* **Instructions to follow**: Down to the last character, repeat the entries beneath this task.

* **Data provided**:

use governance_crypto::CryptoError;
use governance_storage::StorageError;
use governance_types::{AgentId, SchemaError};
use thiserror::Error;

/// Result type for scorecard operations.
pub type ScorecardResult<T> = Result<T, ScorecardError>;

/// Result type for lineage operations.
pub type LineageResult<T> = Result<T, LineageError>;

#[derive(Debug, Error)]
pub enum ScorecardError {
    #[error(transparent)]
    Schema(#[from] SchemaError),

    #[error("crypto error: {0}")]
    Crypto(#[from] CryptoError),

    #[error("storage error: {0}")]
    Storage(#[from] StorageError),

    #[error("scorecard {0} must be signed before it is stored")]
    Unsigned(String),
}

/// Delegation rejections carry their reason in the display text.
#[derive(Debug, Error)]
pub enum LineageError {
    #[error("cannot delegate trust: source agent {0} has a null trust score")]
    NullTrustScore(AgentId),

    #[error("cannot delegate trust: source trust score {score:.3} is below minimum threshold {minimum:.3}")]
    BelowThreshold { score: f64, minimum: f64 },

    #[error("cannot delegate trust: target agent {0} has unknown governance")]
    UnknownGovernance(AgentId),

    #[error("scorecard for {found} does not belong to {expected}")]
    ScorecardMismatch { expected: AgentId, found: AgentId },

    #[error(transparent)]
    Schema(#[from] SchemaError),

    #[error("crypto error: {0}")]
    Crypto(#[from] CryptoError),

    #[error("storage error: {0}")]
    Storage(#[from] StorageError),
}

* **Output**:
use governance_crypto::CryptoError;
use governance_storage::StorageError;
use governance_types::{AgentId, SchemaError};
use thiserror::Error;

/// Result type for scorecard operations.
pub type ScorecardResult<T> = Result<T, ScorecardError>;

/// Result type for lineage operations.
pub type LineageResult<T> = Result<T, LineageError>;

#[derive(Debug, Error)]
pub enum ScorecardError {
    #[error(transparent)]
    Schema(#[from] SchemaError),

    #[error("crypto error: {0}")]
    Crypto(#[from] CryptoError),

    #[error("storage error: {0}")]
    Storage(#[from] StorageError),

    #[error("scorecard {0} must be signed before it is stored")]
    Unsigned(String),
}

/// Delegation rejections carry their reason in the display text.
#[derive(Debug, Error)]
pub enum LineageError {
    #[error("cannot delegate trust: source agent {0} has a null trust score")]
    NullTrustScore(AgentId),

    #[error("cannot delegate trust: source trust score {score:.3} is below minimum threshold {minimum:.3}")]
    BelowThreshold { score: f64, minimum: f64 },

    #[error("cannot delegate trust: target agent {0} has unknown governance")]
    UnknownGovernance(AgentId),

    #[error("scorecard for {found} does not belong to {expected}")]
    ScorecardMismatch { expected: AgentId, found: AgentId },

    #[error(transparent)]
    Schema(#[from] SchemaError),

    #[error("crypto error: {0}")]
    Crypto(#[from] CryptoError),

    #[error("storage error: {0}")]
    Storage(#[from] StorageError),
}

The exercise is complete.